By Anna Kodé, Guest Author
Jan. 17, 2024
After a long day at work, I absent-mindedly boarded an express train. What should’ve been an 18-minute commute home turned into a 50-minute journey from Manhattan to Brooklyn and back. Sitting on that last train to my apartment, I felt a digital dreariness overcome me. I’d spent all day responding to emails, Slacks and DMs. I just wanted to not look at a screen. I didn’t have a book with me, so I took out my notebook and jotted down everything I saw, heard or smelled: A backpack occupying a seat for a human. A woman wearing a spiky hat. Shoelaces, untied. Shoelaces, tied. An aggressively yellow ad for something called Mullvad. “Do Not Lean on Door.” Snoring. The person next to me typing out in a text, “Dinner next week?” before quickly deleting it and locking his phone.
“I don’t have any Seine River like Monet, I’ve just got U.S. 66 between Oklahoma and Los Angeles,” the painter Ed Ruscha once said. Ruscha — who painted gas stations, apartment buildings and the 20th Century Fox logo, among other iconic images of postwar American life — turned the monotonous into monuments. New York, filled with wonder and excitement, is also ridden with sights that ubiquity has made boring: ads for bags most of us can’t afford, hordes of people wearing the same faux-leather jacket and high-waisted jeans they saw an influencer wearing on Instagram and trash — lots of trash. I thought that paying attention to these ostensibly negligible aspects of the world, as Ruscha did, would open something up, help me better understand our present or be more OK with the fact that much of life is filled with mundanity.
Since that train ride, I’ve made a habit of “observation journaling” — recording everything my eye notices, including the people, sounds, smells, noises and screens. Sometimes I go out with the sole purpose of logging my surroundings, setting a timer for 15 minutes while sitting at a coffee shop, bar or other public accommodation. When I find myself impatiently waiting for something with nothing better to do, I start writing things down, taking note of everything there is to possibly take note of, until my food or train station or whatever it is invariably arrives. By now, I’ve filled almost an entire notebook with these perusals.
Some places offer the same sights ad nauseam — you’ll almost always see a bored dad or boyfriend with glazed-over eyes at the waiting area in the Glossier store in SoHo, a National Geographic magazine from the early 2010s in a doctor’s office waiting room or a forgotten but well-loved stuffed animal lying on the ground in the park. Encountering these scenes over and over, I started to think more deeply about the sights we’ve taken for granted, the things that slip the attention of social media’s endless cataloging. These details came to feel like the intimations of the lives that people live around us. Who was the child who left that stuffed animal there? Are they mourning it, or have they forgotten all about it?

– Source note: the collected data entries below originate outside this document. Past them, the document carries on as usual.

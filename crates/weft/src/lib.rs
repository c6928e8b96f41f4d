//! Weft: a parallel-for job scheduler with dependency chaining and
//! aliasing-safe buffer views.
//!
//! This is the top-level facade crate that re-exports the public API from
//! all Weft sub-crates.
//!
//! # Quick start
//!
//! ```rust
//! use weft::prelude::*;
//!
//! let scheduler = Scheduler::new(SchedulerConfig::with_workers(2)).unwrap();
//! let registry = scheduler.registry();
//! let values = registry
//!     .create_from_slice(&[1.0f32, 2.0, 3.0, 4.0], LifetimeClass::Persistent)
//!     .unwrap();
//!
//! // Stage 1 doubles every value; stage 2 adds one, after stage 1.
//! let double = Task::parallel_for(
//!     "double",
//!     values.len(),
//!     values.view_all(AccessMode::ReadWrite).unwrap(),
//!     |i, v| v.update(i, |x| x * 2.0),
//! );
//! let first = scheduler.schedule(double, 2, &[]).unwrap();
//!
//! let add_one = Task::parallel_for(
//!     "add-one",
//!     values.len(),
//!     values.view_all(AccessMode::ReadWrite).unwrap(),
//!     |i, v| v.update(i, |x| x + 1.0),
//! );
//! let second = scheduler.schedule(add_one, 2, &[first]).unwrap();
//!
//! second.complete().unwrap();
//! assert_eq!(values.to_vec().unwrap(), vec![3.0, 5.0, 7.0, 9.0]);
//! ```
//!
//! # Modules
//!
//! | Module | Sub-crate | Contents |
//! |--------|-----------|----------|
//! | [`types`] | `weft-core` | IDs, access modes, lifetime classes, errors |
//! | [`buffer`] | `weft-buffer` | Buffers, views, registry, overlap tests |
//! | [`sched`] | `weft-sched` | Tasks, handles, scheduler, chains |
//! | [`kernels`] | `weft-kernels` | Reference payloads |

#![deny(missing_docs)]
#![deny(rustdoc::broken_intra_doc_links)]
#![forbid(unsafe_code)]

/// Core types and errors (`weft-core`).
pub use weft_core as types;

/// Buffers, typed views, and the byte-footprint overlap test
/// (`weft-buffer`).
///
/// Most users only need [`buffer::Buffer`] and [`buffer::BufferView`];
/// both are in the [`prelude`].
pub use weft_buffer as buffer;

/// The scheduler, tasks, and handles (`weft-sched`).
pub use weft_sched as sched;

/// Reference payloads: RGB channel effects, motion, point clouds, bounds
/// (`weft-kernels`).
pub use weft_kernels as kernels;

/// Common imports for typical Weft usage.
///
/// ```rust
/// use weft::prelude::*;
/// ```
pub mod prelude {
    // Core types
    pub use weft_core::{AccessMode, BufferId, CycleId, LifetimeClass, RegistryId, TaskId};

    // Errors
    pub use weft_core::{BufferError, PayloadFailure, ScheduleError, TaskError};

    // Buffers
    pub use weft_buffer::{Buffer, BufferRegistry, BufferView, RegistryConfig};

    // Scheduling
    pub use weft_sched::{
        Chain, CompletionState, Diagnostic, DiagnosticsConfig, Scheduler, SchedulerConfig,
        Task, TaskHandle,
    };
}
//! Test fixtures for Weft development.
//!
//! Schedulers with fixed diagnostics, seeded input data, and payloads that
//! fail or block on demand.

#![forbid(unsafe_code)]
#![allow(missing_docs)]
#![deny(rustdoc::broken_intra_doc_links)]

pub mod fixtures;

use rand::{Rng, SeedableRng};
use rand_chacha::ChaCha8Rng;
use weft_sched::{Diagnostic, DiagnosticsConfig, Scheduler, SchedulerConfig};

/// A scheduler whose diagnostics deny, regardless of build profile.
pub fn strict_scheduler(workers: usize) -> Scheduler {
    scheduler_with(workers, DiagnosticsConfig::strict())
}

/// A scheduler whose aliasing check only warns.
pub fn lenient_scheduler(workers: usize) -> Scheduler {
    scheduler_with(
        workers,
        DiagnosticsConfig {
            aliasing: Diagnostic::Warn,
            scoped_overdue: Diagnostic::Warn,
        },
    )
}

pub fn scheduler_with(workers: usize, diagnostics: DiagnosticsConfig) -> Scheduler {
    let config = SchedulerConfig {
        diagnostics,
        shutdown_timeout_ms: 2_000,
        ..SchedulerConfig::with_workers(workers)
    };
    Scheduler::new(config).expect("test scheduler config is valid")
}

/// Deterministic integers in `-1000..1000`.
pub fn seeded_i32(seed: u64, len: usize) -> Vec<i32> {
    let mut rng = ChaCha8Rng::seed_from_u64(seed);
    (0..len).map(|_| rng.random_range(-1000..1000)).collect()
}

/// Deterministic floats in `[-1, 1)`.
pub fn seeded_f32(seed: u64, len: usize) -> Vec<f32> {
    let mut rng = ChaCha8Rng::seed_from_u64(seed);
    (0..len).map(|_| rng.random_range(-1.0..1.0)).collect()
}

/// Deterministic bytes.
pub fn seeded_bytes(seed: u64, len: usize) -> Vec<u8> {
    let mut rng = ChaCha8Rng::seed_from_u64(seed);
    (0..len).map(|_| rng.random()).collect()
}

I did not invent this practice. In the book “An Attempt at Exhausting a Place in Paris,” the French filmmaker and writer Georges Perec chronicles everything unimportant that he observed over the course of three days on Place Saint Sulpice in Paris. In his introduction, Perec writes that much of the built environment there — including the church, fountain and police station — have already been “described, inventoried, photographed, talked about or registered.” His intention, rather, is to describe “that which is generally not taken note of, that which is not noticed, that which has no importance: what happens when nothing happens other than the weather, people cars, and clouds.”
These transitory items and people might say more about our time than cathedrals or statues; they are what’s particular to our era and thus reflective of its ailments and ethos. On that commute, for example, there was a point where the train hurtled aboveground and people craned their necks to take in the skyscrapers. Impressive, I admit, but I was more interested in the text that a fellow passenger repeatedly typed out and deleted, fascinated that a person could carefully compose a message to send to someone and then take it back, the only record of it being my observation.
One day when my partner and I were eating sponge cake at a Chinatown bakery, we journaled and compared notes. It was one of those days on which we simply had nothing to say to each other; we live together, and we had spent most of the week working from home together, cooking dinner together and watching the same movies together. We scribbled, then swapped pages, seeing the world from each other’s eyes. How did he not notice the curly-haired couple arguing about whether they should invest in fancy silverware? How did I not notice the gooey red substance oozing from the floorboards?
There are many plausible answers to the question of what people did before smartphones. Perhaps people carried print newspapers around. Maybe it was more common to talk to the stranger sitting next to you. But certainly, people had to take in their surroundings more. Phones, with their ability to transport you to other worlds, want to convince you that the one you’re stuck in doesn’t have anything worth paying attention to. But through my journaling, I realized something: We’re shoulder to shoulder with many universes; countless lives, hopes, dreams and fears as complicated as our own, all clustered in the same crowded shops, train cars and sidewalks. Why ignore all that?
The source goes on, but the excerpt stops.